No wonder BBC2 has had such a success with the series ‘I Love The 70s’ and ‘I Love The 80s’ – well, apart from the ridiculous notion of Jamie Theakston as a cultural commentator. Can you believe that ‘I Love The 90s’ will be on air before the end of the year? 

We make our feeble attempts to reconnect with the past through celebrating the trivia of past decades. Maybe the present isn’t too cool, either, and we want to swim back to times before the arrivals of children and mortgages. Oh yes, the Eighties – England beating Australia at cricket. Botham in his pomp – boy did we have some fun with an Aussie lecturer at college! 

There are events in the past, from before my lifetime, that we mark in life, yet I have trouble feeling part of them. The obvious one for me is Remembrance Sunday. I was born fifteen years after World War Two, and have not experienced the deprivation my parents did as teenagers living through that time. 

Yet the outcome of World War Two affects me to this day. The sacrifice of many helped obtain the freedom I enjoy to write this very article. It explains why many European countries wanted to found what we now know as the EU (whatever that organisation’s strengths and weaknesses may be). 

The past can shape us for good. And nowhere more so than two thousand years ago when history was divided in two, BC and AD (or BCE and CE for the politically correct). Divided by the framing, torture, and execution of an innocent man just outside the capital city of a Middle East trouble spot. 

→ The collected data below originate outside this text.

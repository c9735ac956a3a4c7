use pcc_types::{ElementDeclaration, Header, PropertyDeclaration, PropertyKind};
use pcc_wire::{ListCodec, ScalarCodec};

/// Dispatch entry resolved for one property.
#[derive(Clone, Copy, Debug)]
pub(crate) enum PropertyCodec {
    Scalar(&'static ScalarCodec),
    List(ListCodec),
}

/// What a decoded value feeds besides the output stream.
#[derive(Clone, Copy, Debug, PartialEq, Eq)]
pub(crate) enum Role {
    Plain,
    /// `x`, `y` or `z` of the vertex element, as axis 0, 1 or 2.
    Coordinate(usize),
    /// The index list of the face element.
    FaceIndices,
}

#[derive(Clone, Copy, Debug)]
pub(crate) struct PropertyBinding {
    pub codec: PropertyCodec,
    pub role: Role,
}

/// One element with every property bound, in declaration order.
#[derive(Debug)]
pub(crate) struct ElementBinding {
    pub name: String,
    pub count: u64,
    pub properties: Vec<PropertyBinding>,
    pub kind: ElementKind,
}

#[derive(Clone, Copy, Debug, PartialEq, Eq)]
pub(crate) enum ElementKind {
    Vertex,
    Face,
    Other,
}

pub(crate) const AXES: [&str; 3] = ["x", "y", "z"];

const FACE_LIST_NAMES: [&str; 2] = ["vertex_indices", "vertex_index"];

/// Resolve every declared property to its dispatch entry once, before
/// the data phase starts.
pub(crate) fn bind(header: &Header) -> Vec<ElementBinding> {
    header.elements.iter().map(bind_element).collect()
}

fn bind_element(element: &ElementDeclaration) -> ElementBinding {
    let kind = match element.name.as_str() {
        "vertex" => ElementKind::Vertex,
        "face" => ElementKind::Face,
        _ => ElementKind::Other,
    };
    let face_list = if kind == ElementKind::Face {
        face_list_position(element)
    } else {
        None
    };

    let properties = element
        .properties
        .iter()
        .enumerate()
        .map(|(position, property)| {
            let codec = match property.kind {
                PropertyKind::Scalar(kind) => PropertyCodec::Scalar(kind.codec()),
                PropertyKind::List(kind) => PropertyCodec::List(kind.codec()),
            };
            let role = match (kind, property.kind) {
                (ElementKind::Vertex, PropertyKind::Scalar(_)) => AXES
                    .iter()
                    .position(|axis| *axis == property.name)
                    .map_or(Role::Plain, Role::Coordinate),
                (ElementKind::Face, PropertyKind::List(_)) if face_list == Some(position) => {
                    Role::FaceIndices
                }
                _ => Role::Plain,
            };
            PropertyBinding { codec, role }
        })
        .collect();

    ElementBinding {
        name: element.name.clone(),
        count: element.count,
        properties,
        kind,
    }
}

/// The face list is the one named `vertex_indices` (or `vertex_index`),
/// otherwise the first list property.
fn face_list_position(element: &ElementDeclaration) -> Option<usize> {
    let is_list = |p: &PropertyDeclaration| matches!(p.kind, PropertyKind::List(_));
    element
        .properties
        .iter()
        .position(|p| is_list(p) && FACE_LIST_NAMES.contains(&p.name.as_str()))
        .or_else(|| element.properties.iter().position(is_list))
}

impl ElementBinding {
    /// Axes that have no bound property on this element.
    pub(crate) fn missing_axes(&self) -> impl Iterator<Item = &'static str> + '_ {
        AXES.iter().enumerate().filter_map(|(axis, name)| {
            let bound = self
                .properties
                .iter()
                .any(|p| p.role == Role::Coordinate(axis));
            (!bound).then_some(*name)
        })
    }

    pub(crate) fn has_face_list(&self) -> bool {
        self.properties.iter().any(|p| p.role == Role::FaceIndices)
    }
}
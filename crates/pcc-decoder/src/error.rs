use pcc_types::HeaderError;
use pcc_wire::WireError;

/// Errors that can occur while reading a PLY stream.
///
/// Header errors carry the input name and 1-based line number so they
/// can be reported as `name:line: message`. Data-section errors carry
/// a line number (ASCII) or byte offset (binary).
///
/// ```text
///   DecodeError
///   ├── Header            ← grammar or ordering error on a header line
///   ├── HeaderEof         ← input ended before end_header
///   ├── InvalidUtf8       ← header or ASCII record line is not text
///   ├── UnexpectedEof     ← data section shorter than declared
///   ├── MissingToken      ← ASCII record line has too few values
///   ├── TrailingTokens    ← ASCII record line has too many values
///   ├── InvalidValue      ← ASCII token does not parse as its kind
///   ├── Wire(WireError)   ← from pcc-wire value decoding
///   └── Io(io::Error)     ← from the underlying reader
/// ```
#[derive(Debug, thiserror::Error)]
pub enum DecodeError {
    /// The header error is part of the message and is not a `source()`.
    #[error("{input}:{line}: {error}")]
    Header {
        input: String,
        line: usize,
        error: HeaderError,
    },

    #[error("{input}:{line}: input ended inside the header")]
    HeaderEof { input: String, line: usize },

    #[error("line {line} is not valid UTF-8")]
    InvalidUtf8 { line: usize },

    #[error("unexpected end of data in {element} record {record} (byte offset {offset})")]
    UnexpectedEof {
        element: String,
        record: u64,
        offset: u64,
    },

    #[error("line {line}: record has fewer values than declared")]
    MissingToken { line: usize },

    #[error("line {line}: record has unexpected trailing values {rest:?}")]
    TrailingTokens { line: usize, rest: String },

    #[error("line {line}: {error}")]
    InvalidValue { line: usize, error: WireError },

    /// A value was read before the header was complete.
    #[error("data read before end_header")]
    HeaderIncomplete,

    #[error(transparent)]
    Wire(#[from] WireError),

    #[error(transparent)]
    Io(#[from] std::io::Error),
}
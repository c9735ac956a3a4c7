use pcc_wire::WireError;

/// Errors raised while parsing or sequencing PLY header lines.
///
/// Line numbers and input names are attached one layer up, by the
/// decoder, which knows where the line came from.
///
/// # Error hierarchy
///
/// ```text
/// ┌──────────────────────────────────────────────────────────┐
/// │ HeaderError (this crate)                                 │
/// │   ├── line grammar: InvalidMagic, UnknownKeyword,        │
/// │   │   MalformedLine, InvalidCount, UnsupportedVersion     │
/// │   ├── line order: PropertyWithoutElement, MissingFormat, │
/// │   │   DuplicateFormat, UnexpectedLine                    │
/// │   └── wraps WireError for bad type or format names       │
/// └──────────────────────────────────────────────────────────┘
/// ```
#[derive(Debug, thiserror::Error)]
pub enum HeaderError {
  /// The first line was not `ply`.
  #[error("invalid magic line {found:?}, expected \"ply\"")]
  InvalidMagic { found: String },

  /// A line started with a keyword the grammar does not know.
  #[error("unknown header keyword {keyword:?}")]
  UnknownKeyword { keyword: String },

  /// A line was blank.
  #[error("empty header line")]
  EmptyLine,

  /// A known keyword had the wrong number of fields.
  #[error("malformed {keyword} line, expected `{expected}`")]
  MalformedLine {
    keyword: &'static str,
    expected: &'static str,
  },

  /// An element count was not a non-negative integer.
  #[error("invalid element count {token:?}")]
  InvalidCount { token: String },

  /// The format version was not `1.0`.
  #[error("unsupported format version {version:?}")]
  UnsupportedVersion { version: String },

  /// A `property` line appeared before any `element` line.
  #[error("property {name:?} declared before any element")]
  PropertyWithoutElement { name: String },

  /// An element, property or `end_header` line appeared before `format`.
  #[error("{keyword} line before format line")]
  MissingFormat { keyword: &'static str },

  /// A second `format` line appeared.
  #[error("duplicate format line")]
  DuplicateFormat,

  /// The magic line appeared somewhere other than the first line.
  #[error("unexpected {keyword} line")]
  UnexpectedLine { keyword: &'static str },

  /// A type or format name was not recognised.
  #[error(transparent)]
  Wire(#[from] WireError),
}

Invisible things were happening that day. The innocent man, who was also the Son of God, was dying for the sins of the world – yours and mine included. 

That may feel as remote for you as Remembrance Sunday does for me. But the effects are available – forgiveness, and an eternal purpose for our lives – because the grave couldn’t contain Jesus and he can offer all the benefits of his death to us. 

Saying ‘yes’ to Jesus doesn’t require living in the past (whatever sad impression we Christians have given at times). But that past makes sense of our present and gives hope for the future. Now who would turn down an offer like that?